Choral Director Christine Howlett

Christine Howlett spent time in Uganda in 2013, teaching songs to children that they would later perform in Japan.
Christine Howlett spent time in Uganda in 2013, teaching songs to children that they would later perform in Japan.

The most meaningful part of my experience with At Home in the World was to see all of the performers—the Vassar College Choir, the Ugandan children, the taiko drummers—come together the way they did. Everyone brought strengths to the table, but it wasn’t until we were all together that the program began to really take shape.

That was a first for me—to do the program in such a short timeframe (especially while the students were jetlagged) was pretty incredible. It was challenging for the Vassar students at first; there were a number of cultural differences they didn’t anticipate. The bathrooms were communal, which is something we are not accustomed to in North America. In Kokoro Juku (“Heart Academy”), Ashinaga’s facility in Tokyo, the Japanese would have morning meetings at 6:30 a.m. that included announcements and tasks such as cleaning. The intent of this is to build community, but it was still an adjustment for some of our students who are used to a bit more flexibility and autonomy.

The surroundings were quite luxurious for the Ugandan children coming to Japan. They loved the public baths (“Can we go swimming again?”) and their new clothes, which were donated by the Japanese retailer Uniqlo. I was surprised at how easily they adapted to their new surroundings, but I think there was a great deal of preparation by the staff at Ashinaga in Uganda to get them ready. The food was an adjustment, to be sure. Miso soup was not their favorite!

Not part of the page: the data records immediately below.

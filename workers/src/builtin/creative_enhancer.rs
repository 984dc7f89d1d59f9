//! Creative enhancer: imagery, variety, and narrative energy.

use std::sync::Arc;

use async_trait::async_trait;
use scriptorium_backend::GenerationBackend;
use scriptorium_config::BackendConfig;
use scriptorium_contracts::{OutputKind, TaskInput, TaskKind, TaskResult, WorkerId};
use tokio_util::sync::CancellationToken;

use crate::builtin::{audience_clause, working_text};
use crate::engine::WorkerEngine;
use crate::error::WorkerError;
use crate::traits::{Worker, WorkerCapabilities, WorkerHealth, WorkerMetadata};

pub struct CreativeEnhancer {
    engine: WorkerEngine,
}

impl CreativeEnhancer {
    pub fn new(backend: Arc<dyn GenerationBackend>, config: BackendConfig) -> Self {
        let metadata = WorkerMetadata {
            id: WorkerId::CreativeEnhancer,
            name: "Creative Enhancer".into(),
            keywords: ["creative", "imagination", "innovative", "unique", "original"]
                .map(String::from)
                .to_vec(),
            supported_task_kinds: vec![TaskKind::Create, TaskKind::Edit],
            max_input_chars: 80_000,
            delegable: true,
            timeout_s: 30,
        };
        Self { engine: WorkerEngine::new(metadata, backend, config) }
    }

    fn build_prompt(input: &TaskInput) -> String {
        format!(
            "You are a creative editor. {}\n\nHeighten the following text: sharpen \
             imagery, vary sentence rhythm, and strengthen openings and closings \
             while keeping every fact intact. Return the complete revised \
             text.\n\n{}",
            audience_clause(input),
            working_text(input)
        )
    }
}

#[async_trait]
impl Worker for CreativeEnhancer {
    fn metadata(&self) -> &WorkerMetadata {
        &self.engine.metadata
    }

    fn capabilities(&self) -> WorkerCapabilities {
        WorkerCapabilities {
            confidence_by_kind: [(TaskKind::Create, 0.8), (TaskKind::Edit, 0.7)]
                .into_iter()
                .collect(),
            audiences: vec!["general".into()],
            languages: vec!["en".into()],
            collaboration_ready: true,
        }
    }

    async fn execute(
        &self,
        input: &TaskInput,
        cancel: CancellationToken,
    ) -> Result<TaskResult, WorkerError> {
        self.can_handle(input)?;
        let expected = working_text(input).split_whitespace().count().max(50);
        let prompt = Self::build_prompt(input);
        self.engine
            .run_prompt(prompt, expected, OutputKind::Revision, &[], cancel)
            .await
    }

    fn health(&self) -> WorkerHealth {
        self.engine.health()
    }
}
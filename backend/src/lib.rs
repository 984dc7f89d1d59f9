//! Generation backend abstraction.
//!
//! Every component that needs text generation (workers, router analysis,
//! guardrail verification) goes through the single [`GenerationBackend`]
//! trait. The real model provider lives outside this workspace; what ships
//! here are the contract, the failure classification rules, and two offline
//! implementations used by the CLI and the test suites.

pub mod error;
pub mod limited;
pub mod scripted;
pub mod statics;
pub mod types;

pub use error::BackendError;
pub use limited::RateLimitedBackend;
pub use scripted::ScriptedBackend;
pub use statics::StaticBackend;
pub use types::{FinishReason, GenerationRequest, GenerationResponse, TokenUsage};

use async_trait::async_trait;

/// Single request/response surface for text generation.
#[async_trait]
pub trait GenerationBackend: Send + Sync {
    /// Human-readable backend name for logs and metrics.
    fn name(&self) -> &str;

    async fn generate(
        &self,
        request: GenerationRequest,
    ) -> Result<GenerationResponse, BackendError>;
}
//! Structure architect: organization, outlines, headings, and flow.

use std::sync::Arc;

use async_trait::async_trait;
use scriptorium_backend::GenerationBackend;
use scriptorium_config::BackendConfig;
use scriptorium_contracts::{OutputKind, TaskInput, TaskKind, TaskResult, WorkerId};
use tokio_util::sync::CancellationToken;

use crate::builtin::{audience_clause, working_text};
use crate::engine::WorkerEngine;
use crate::error::WorkerError;
use crate::traits::{Worker, WorkerCapabilities, WorkerHealth, WorkerMetadata};

pub struct StructureArchitect {
    engine: WorkerEngine,
}

impl StructureArchitect {
    pub fn new(backend: Arc<dyn GenerationBackend>, config: BackendConfig) -> Self {
        let metadata = WorkerMetadata {
            id: WorkerId::StructureArchitect,
            name: "Structure Architect".into(),
            keywords: ["structure", "organize", "outline", "format", "layout"]
                .map(String::from)
                .to_vec(),
            supported_task_kinds: vec![TaskKind::Format, TaskKind::Edit, TaskKind::Create],
            max_input_chars: 100_000,
            delegable: true,
            timeout_s: 30,
        };
        Self { engine: WorkerEngine::new(metadata, backend, config) }
    }

    fn build_prompt(input: &TaskInput) -> String {
        format!(
            "You are a document architect. {}\n\nReorganize the following text for \
             logical flow: group related material, add headings where the length \
             warrants them, and balance paragraph sizes. Return the complete \
             restructured text.\n\n{}",
            audience_clause(input),
            working_text(input)
        )
    }
}

#[async_trait]
impl Worker for StructureArchitect {
    fn metadata(&self) -> &WorkerMetadata {
        &self.engine.metadata
    }

    fn capabilities(&self) -> WorkerCapabilities {
        WorkerCapabilities {
            confidence_by_kind: [(TaskKind::Format, 0.9), (TaskKind::Edit, 0.6)]
                .into_iter()
                .collect(),
            audiences: vec!["general".into(), "professional".into()],
            languages: vec!["en".into()],
            collaboration_ready: true,
        }
    }

    async fn execute(
        &self,
        input: &TaskInput,
        cancel: CancellationToken,
    ) -> Result<TaskResult, WorkerError> {
        self.can_handle(input)?;
        let expected = working_text(input).split_whitespace().count().max(50);
        let prompt = Self::build_prompt(input);
        self.engine
            .run_prompt(prompt, expected, OutputKind::Revision, &[], cancel)
            .await
    }

    fn health(&self) -> WorkerHealth {
        self.engine.health()
    }
}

Our first concert in Sendai was the most compelling and the most anxiety producing. It was an intensely emotional process, and at times I found it difficult to keep a sense of perspective. At one point in rehearsal, I looked at a student and asked, “Is this good?” I couldn’t tell.

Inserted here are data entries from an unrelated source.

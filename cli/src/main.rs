//! Scriptorium command line.
//!
//! Drives the platform end to end against the offline backend: submit a
//! request JSON, print the routing decision, or dump orchestrator metrics.

use std::path::PathBuf;
use std::sync::Arc;

use anyhow::{Context, Result};
use clap::{Parser, Subcommand};
use scriptorium_backend::{RateLimitedBackend, StaticBackend};
use scriptorium_config::AppConfig;
use scriptorium_orchestration::{Orchestrator, SubmissionRequest, WorkflowOutcome};
use tracing_subscriber::EnvFilter;

#[derive(Parser)]
#[command(name = "scriptorium", about = "Multi-agent writing platform", version)]
struct Cli {
    /// Path to a TOML config file; defaults apply when omitted.
    #[arg(long, global = true)]
    config: Option<PathBuf>,

    #[command(subcommand)]
    command: Command,
}

#[derive(Subcommand)]
enum Command {
    /// Submit a request JSON file and execute the workflow to completion.
    Submit {
        /// Path to the submission JSON (see docs for the shape).
        request: PathBuf,
    },
    /// Route a request without executing it and print the decision.
    Route {
        request: PathBuf,
    },
    /// Print orchestrator metrics after executing a request.
    Metrics {
        request: PathBuf,
    },
}

fn load_config(path: Option<&PathBuf>) -> Result<AppConfig> {
    match path {
        Some(path) => AppConfig::from_file(path)
            .with_context(|| format!("loading config from {}", path.display())),
        None => AppConfig::load_default().context("building default config"),
    }
}

fn load_submission(path: &PathBuf) -> Result<SubmissionRequest> {
    let text = std::fs::read_to_string(path)
        .with_context(|| format!("reading request from {}", path.display()))?;
    serde_json::from_str(&text).context("parsing submission JSON")
}

fn build_orchestrator(config: AppConfig) -> Orchestrator {
    let backend = Arc::new(RateLimitedBackend::new(
        Arc::new(StaticBackend::new()),
        config.backend.rate_limit.clone(),
    ));
    Orchestrator::new(backend, config)
}

#[tokio::main]
async fn main() -> Result<()> {
    tracing_subscriber::fmt()
        .with_env_filter(EnvFilter::try_from_default_env().unwrap_or_else(|_| EnvFilter::new("info")))
        .init();

    let cli = Cli::parse();
    let config = load_config(cli.config.as_ref())?;

    match cli.command {
        Command::Submit { request } => {
            let submission = load_submission(&request)?;
            let orchestrator = build_orchestrator(config);
            let request = submission.into_request();
            let workflow_id = orchestrator.create_workflow(&request).await?;
            let result = orchestrator.execute_workflow(workflow_id).await?;
            let outcome = WorkflowOutcome::from_result(&result);
            println!("{}", serde_json::to_string_pretty(&outcome)?);
        }
        Command::Route { request } => {
            let submission = load_submission(&request)?;
            let orchestrator = build_orchestrator(config);
            let decision = orchestrator.router().route(&submission.into_request()).await?;
            println!("{}", serde_json::to_string_pretty(&decision)?);
        }
        Command::Metrics { request } => {
            let submission = load_submission(&request)?;
            let orchestrator = build_orchestrator(config);
            let request = submission.into_request();
            let workflow_id = orchestrator.create_workflow(&request).await?;
            orchestrator.execute_workflow(workflow_id).await?;
            println!("{}", serde_json::to_string_pretty(&orchestrator.metrics())?);
        }
    }
    Ok(())
}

When Cappy and the administration arrived, their reaction was even more positive than I had expected. I was so glad our students—and all of the performers—received such great feedback for their excellent work.

Christine Howlett is an associate professor of music and the director of choral activities at Vassar, where she conducts the Vassar College Women’s Chorus, Vassar College Choir, and teaches music theory and voice. In addition to this recent performance in Japan, her choruses have sung at Lincoln Center and Carnegie Hall and have toured in Italy, Turkey, Germany, Spain, and the United States.